//! Retry with a fixed back-off schedule and jitter.
//!
//! The fetch strategy selector retries transient failures on the same
//! strategy; everything else (escalation, permanent failures, cancellation)
//! is returned to the caller on the first occurrence.

use std::fmt::Display;
use std::future::Future;
use std::time::Duration;

/// Delay before each retry of a transient fetch failure.
pub const FETCH_BACKOFF_MS: [u64; 2] = [300, 900];

/// Delay before retry number `retry` (1-based). Past the end of `schedule_ms`
/// the last entry repeats. Each delay is jittered by ±25%.
pub(crate) fn backoff_delay(schedule_ms: &[u64], retry: u32) -> Duration {
    let index = usize::try_from(retry.saturating_sub(1)).unwrap_or(usize::MAX);
    let base = schedule_ms
        .get(index)
        .or_else(|| schedule_ms.last())
        .copied()
        .unwrap_or(0);
    if base == 0 {
        return Duration::ZERO;
    }
    #[allow(
        clippy::cast_possible_truncation,
        clippy::cast_sign_loss,
        clippy::cast_precision_loss
    )]
    let delay_ms = (base as f64 * (rand::random::<f64>() * 0.5 + 0.75)) as u64;
    Duration::from_millis(delay_ms)
}

/// Runs `operation` with up to `max_retries` additional attempts while
/// `is_retriable` holds for the returned error.
pub(crate) async fn retry_with_backoff<T, E, F, Fut>(
    max_retries: u32,
    schedule_ms: &[u64],
    is_retriable: impl Fn(&E) -> bool,
    mut operation: F,
) -> Result<T, E>
where
    E: Display,
    F: FnMut() -> Fut,
    Fut: Future<Output = Result<T, E>>,
{
    let mut retry = 0u32;
    loop {
        match operation().await {
            Ok(value) => return Ok(value),
            Err(err) => {
                if !is_retriable(&err) || retry >= max_retries {
                    return Err(err);
                }
                retry += 1;
                let delay = backoff_delay(schedule_ms, retry);
                tracing::warn!(
                    retry,
                    max_retries,
                    delay_ms = u64::try_from(delay.as_millis()).unwrap_or(u64::MAX),
                    error = %err,
                    "transient fetch failure, retrying after back-off"
                );
                tokio::time::sleep(delay).await;
            }
        }
    }
}
//! Normalization from platform [`RawDetail`] output to the canonical
//! [`DetailRecord`].
//!
//! Pure and deterministic. Field precedence is: a non-empty raw value, then
//! the matching [`ListingStub`] field, then absent. Classification of the
//! result lives in [`wsdb_core::classify`].

use std::collections::HashSet;

use rust_decimal::Decimal;
use wsdb_core::{Attribute, DetailRecord, ListingStub, PriceTier, Supplier};

use crate::canonical::normalize_image_url;
use crate::extract::{parse_count, parse_price};
use crate::sanitize::{clean_text, resolve_title};
use crate::types::{RawDetail, RawTier};

/// Builds the canonical record for `stub` from `raw`, which is `None` when
/// the detail fetch produced nothing.
#[must_use]
pub fn normalize(raw: Option<&RawDetail>, stub: &ListingStub) -> DetailRecord {
    let empty = RawDetail::default();
    let raw = raw.unwrap_or(&empty);
    let base = stub.source_url.as_str();

    let supplier = Supplier {
        name: raw.supplier_name.as_deref().and_then(clean_text),
        logo: raw
            .supplier_logo
            .as_deref()
            .and_then(|u| normalize_image_url(u, Some(base))),
    };

    let title = resolve_title(
        &[raw.title.as_deref(), stub.title.as_deref()],
        base,
        supplier.name.as_deref(),
    );

    let price_text = raw
        .price_text
        .as_deref()
        .and_then(clean_text)
        .or_else(|| stub.price_raw.as_deref().and_then(clean_text));

    let gallery = normalize_images(&raw.gallery, base);
    let hero_image = raw
        .hero_image
        .as_deref()
        .and_then(|u| normalize_image_url(u, Some(base)))
        .or_else(|| gallery.first().cloned())
        .or_else(|| {
            stub.image
                .as_deref()
                .and_then(|u| normalize_image_url(u, Some(base)))
        });

    DetailRecord {
        title,
        price_text,
        price_tiers: normalize_tiers(&raw.price_tiers),
        moq_text: raw.moq_text.as_deref().and_then(clean_text),
        attributes: normalize_attributes(&raw.attributes),
        packaging: normalize_list(&raw.packaging),
        protections: normalize_list(&raw.protections),
        supplier,
        hero_image,
        gallery,
        sold_count: raw.sold_count.as_deref().and_then(parse_count),
    }
}

/// Trims labels and values, drops empties, and collapses duplicate labels
/// (case-insensitively) to their last occurrence.
fn normalize_attributes(raw: &[(String, String)]) -> Vec<Attribute> {
    let mut out: Vec<Attribute> = Vec::with_capacity(raw.len());
    for (label, value) in raw {
        let (Some(label), Some(value)) = (clean_text(label), clean_text(value)) else {
            continue;
        };
        out.retain(|a| !a.label.eq_ignore_ascii_case(&label));
        out.push(Attribute { label, value });
    }
    out
}

fn normalize_list(raw: &[String]) -> Vec<String> {
    let mut seen = HashSet::new();
    raw.iter()
        .filter_map(|s| clean_text(s))
        .filter(|s| seen.insert(s.to_lowercase()))
        .collect()
}

fn normalize_images(raw: &[String], base: &str) -> Vec<String> {
    let mut seen = HashSet::new();
    raw.iter()
        .filter_map(|u| normalize_image_url(u, Some(base)))
        .filter(|u| seen.insert(u.clone()))
        .collect()
}

/// Parses tier prices, sorts ascending by `min`, keeps one tier per `min`,
/// and closes every tier but the last so only the last can be open-ended.
///
/// Among tiers sharing a `min`, a bounded tier wins over an open one, then
/// the narrower `max`, then the lower price, whatever their page order.
fn normalize_tiers(raw: &[RawTier]) -> Vec<PriceTier> {
    let mut tiers: Vec<PriceTier> = raw
        .iter()
        .filter_map(|t| {
            let price = parse_price(&t.price_text)?;
            let min = t.min.max(1);
            if price <= Decimal::ZERO || t.max.is_some_and(|max| max < min) {
                return None;
            }
            Some(PriceTier {
                min,
                max: t.max,
                price,
            })
        })
        .collect();

    tiers.sort_by(|a, b| {
        a.min
            .cmp(&b.min)
            .then_with(|| a.max.is_none().cmp(&b.max.is_none()))
            .then_with(|| a.max.cmp(&b.max))
            .then_with(|| a.price.cmp(&b.price))
    });
    tiers.dedup_by_key(|t| t.min);

    let next_mins: Vec<Option<u64>> = tiers
        .iter()
        .skip(1)
        .map(|t| Some(t.min))
        .chain(std::iter::once(None))
        .collect();
    for (tier, next_min) in tiers.iter_mut().zip(next_mins) {
        if let Some(next_min) = next_min {
            let ceiling = next_min - 1;
            tier.max = Some(tier.max.map_or(ceiling, |max| max.min(ceiling)));
        }
    }
    tiers
}

#[cfg(test)]
#[path = "normalize_test.rs"]
mod tests;
pub mod app_config;
pub mod config;
pub mod detail;
pub mod quality;
pub mod scrape_config;

pub use app_config::{AppConfig, Environment};
pub use config::{load_app_config, load_app_config_from_env};
pub use detail::{Attribute, DetailRecord, ListingStub, PriceTier, Supplier};
pub use quality::{classify, classify_stored, ClassificationConfig, QualityClass};
pub use scrape_config::{
    is_sha1_hex, load_scrape_config, parse_scrape_config, BucketConfig, ScrapeConfig,
};

use thiserror::Error;

#[derive(Debug, Error)]
pub enum ConfigError {
    #[error("missing required environment variable: {0}")]
    MissingEnvVar(String),

    #[error("invalid value for {var}: {reason}")]
    InvalidEnvVar { var: String, reason: String },

    #[error("failed to read scrape config at {path}: {source}")]
    ScrapeFileIo {
        path: String,
        #[source]
        source: std::io::Error,
    },

    #[error("failed to parse scrape config: {0}")]
    ScrapeFileParse(#[source] serde_yaml::Error),

    #[error("scrape config validation failed: {0}")]
    Validation(String),
}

━━━━━━

- AIM OF THE TASK
Set down all the entries again, word for word.

- ANSWER TO THE EXERCISE
//! Retry with a fixed back-off schedule and jitter.
//!
//! The fetch strategy selector retries transient failures on the same
//! strategy; everything else (escalation, permanent failures, cancellation)
//! is returned to the caller on the first occurrence.

use std::fmt::Display;
use std::future::Future;
use std::time::Duration;

/// Delay before each retry of a transient fetch failure.
pub const FETCH_BACKOFF_MS: [u64; 2] = [300, 900];

/// Delay before retry number `retry` (1-based). Past the end of `schedule_ms`
/// the last entry repeats. Each delay is jittered by ±25%.
pub(crate) fn backoff_delay(schedule_ms: &[u64], retry: u32) -> Duration {
    let index = usize::try_from(retry.saturating_sub(1)).unwrap_or(usize::MAX);
    let base = schedule_ms
        .get(index)
        .or_else(|| schedule_ms.last())
        .copied()
        .unwrap_or(0);
    if base == 0 {
        return Duration::ZERO;
    }
    #[allow(
        clippy::cast_possible_truncation,
        clippy::cast_sign_loss,
        clippy::cast_precision_loss
    )]
    let delay_ms = (base as f64 * (rand::random::<f64>() * 0.5 + 0.75)) as u64;
    Duration::from_millis(delay_ms)
}

/// Runs `operation` with up to `max_retries` additional attempts while
/// `is_retriable` holds for the returned error.
pub(crate) async fn retry_with_backoff<T, E, F, Fut>(
    max_retries: u32,
    schedule_ms: &[u64],
    is_retriable: impl Fn(&E) -> bool,
    mut operation: F,
) -> Result<T, E>
where
    E: Display,
    F: FnMut() -> Fut,
    Fut: Future<Output = Result<T, E>>,
{
    let mut retry = 0u32;
    loop {
        match operation().await {
            Ok(value) => return Ok(value),
            Err(err) => {
                if !is_retriable(&err) || retry >= max_retries {
                    return Err(err);
                }
                retry += 1;
                let delay = backoff_delay(schedule_ms, retry);
                tracing::warn!(
                    retry,
                    max_retries,
                    delay_ms = u64::try_from(delay.as_millis()).unwrap_or(u64::MAX),
                    error = %err,
                    "transient fetch failure, retrying after back-off"
                );
                tokio::time::sleep(delay).await;
            }
        }
    }
}
//! Normalization from platform [`RawDetail`] output to the canonical
//! [`DetailRecord`].
//!
//! Pure and deterministic. Field precedence is: a non-empty raw value, then
//! the matching [`ListingStub`] field, then absent. Classification of the
//! result lives in [`wsdb_core::classify`].

use std::collections::HashSet;

use rust_decimal::Decimal;
use wsdb_core::{Attribute, DetailRecord, ListingStub, PriceTier, Supplier};

use crate::canonical::normalize_image_url;
use crate::extract::{parse_count, parse_price};
use crate::sanitize::{clean_text, resolve_title};
use crate::types::{RawDetail, RawTier};

/// Builds the canonical record for `stub` from `raw`, which is `None` when
/// the detail fetch produced nothing.
#[must_use]
pub fn normalize(raw: Option<&RawDetail>, stub: &ListingStub) -> DetailRecord {
    let empty = RawDetail::default();
    let raw = raw.unwrap_or(&empty);
    let base = stub.source_url.as_str();

    let supplier = Supplier {
        name: raw.supplier_name.as_deref().and_then(clean_text),
        logo: raw
            .supplier_logo
            .as_deref()
            .and_then(|u| normalize_image_url(u, Some(base))),
    };

    let title = resolve_title(
        &[raw.title.as_deref(), stub.title.as_deref()],
        base,
        supplier.name.as_deref(),
    );

    let price_text = raw
        .price_text
        .as_deref()
        .and_then(clean_text)
        .or_else(|| stub.price_raw.as_deref().and_then(clean_text));

    let gallery = normalize_images(&raw.gallery, base);
    let hero_image = raw
        .hero_image
        .as_deref()
        .and_then(|u| normalize_image_url(u, Some(base)))
        .or_else(|| gallery.first().cloned())
        .or_else(|| {
            stub.image
                .as_deref()
                .and_then(|u| normalize_image_url(u, Some(base)))
        });

    DetailRecord {
        title,
        price_text,
        price_tiers: normalize_tiers(&raw.price_tiers),
        moq_text: raw.moq_text.as_deref().and_then(clean_text),
        attributes: normalize_attributes(&raw.attributes),
        packaging: normalize_list(&raw.packaging),
        protections: normalize_list(&raw.protections),
        supplier,
        hero_image,
        gallery,
        sold_count: raw.sold_count.as_deref().and_then(parse_count),
    }
}

/// Trims labels and values, drops empties, and collapses duplicate labels
/// (case-insensitively) to their last occurrence.
fn normalize_attributes(raw: &[(String, String)]) -> Vec<Attribute> {
    let mut out: Vec<Attribute> = Vec::with_capacity(raw.len());
    for (label, value) in raw {
        let (Some(label), Some(value)) = (clean_text(label), clean_text(value)) else {
            continue;
        };
        out.retain(|a| !a.label.eq_ignore_ascii_case(&label));
        out.push(Attribute { label, value });
    }
    out
}

fn normalize_list(raw: &[String]) -> Vec<String> {
    let mut seen = HashSet::new();
    raw.iter()
        .filter_map(|s| clean_text(s))
        .filter(|s| seen.insert(s.to_lowercase()))
        .collect()
}

fn normalize_images(raw: &[String], base: &str) -> Vec<String> {
    let mut seen = HashSet::new();
    raw.iter()
        .filter_map(|u| normalize_image_url(u, Some(base)))
        .filter(|u| seen.insert(u.clone()))
        .collect()
}

/// Parses tier prices, sorts ascending by `min`, keeps one tier per `min`,
/// and closes every tier but the last so only the last can be open-ended.
///
/// Among tiers sharing a `min`, a bounded tier wins over an open one, then
/// the narrower `max`, then the lower price, whatever their page order.
fn normalize_tiers(raw: &[RawTier]) -> Vec<PriceTier> {
    let mut tiers: Vec<PriceTier> = raw
        .iter()
        .filter_map(|t| {
            let price = parse_price(&t.price_text)?;
            let min = t.min.max(1);
            if price <= Decimal::ZERO || t.max.is_some_and(|max| max < min) {
                return None;
            }
            Some(PriceTier {
                min,
                max: t.max,
                price,
            })
        })
        .collect();

    tiers.sort_by(|a, b| {
        a.min
            .cmp(&b.min)
            .then_with(|| a.max.is_none().cmp(&b.max.is_none()))
            .then_with(|| a.max.cmp(&b.max))
            .then_with(|| a.price.cmp(&b.price))
    });
    tiers.dedup_by_key(|t| t.min);

    let next_mins: Vec<Option<u64>> = tiers
        .iter()
        .skip(1)
        .map(|t| Some(t.min))
        .chain(std::iter::once(None))
        .collect();
    for (tier, next_min) in tiers.iter_mut().zip(next_mins) {
        if let Some(next_min) = next_min {
            let ceiling = next_min - 1;
            tier.max = Some(tier.max.map_or(ceiling, |max| max.min(ceiling)));
        }
    }
    tiers
}

#[cfg(test)]
#[path = "normalize_test.rs"]
mod tests;
pub mod app_config;
pub mod config;
pub mod detail;
pub mod quality;
pub mod scrape_config;

pub use app_config::{AppConfig, Environment};
pub use config::{load_app_config, load_app_config_from_env};
pub use detail::{Attribute, DetailRecord, ListingStub, PriceTier, Supplier};
pub use quality::{classify, classify_stored, ClassificationConfig, QualityClass};
pub use scrape_config::{
    is_sha1_hex, load_scrape_config, parse_scrape_config, BucketConfig, ScrapeConfig,
};

use thiserror::Error;

#[derive(Debug, Error)]
pub enum ConfigError {
    #[error("missing required environment variable: {0}")]
    MissingEnvVar(String),

    #[error("invalid value for {var}: {reason}")]
    InvalidEnvVar { var: String, reason: String },

    #[error("failed to read scrape config at {path}: {source}")]
    ScrapeFileIo {
        path: String,
        #[source]
        source: std::io::Error,
    },

    #[error("failed to parse scrape config: {0}")]
    ScrapeFileParse(#[source] serde_yaml::Error),

    #[error("scrape config validation failed: {0}")]
    Validation(String),
}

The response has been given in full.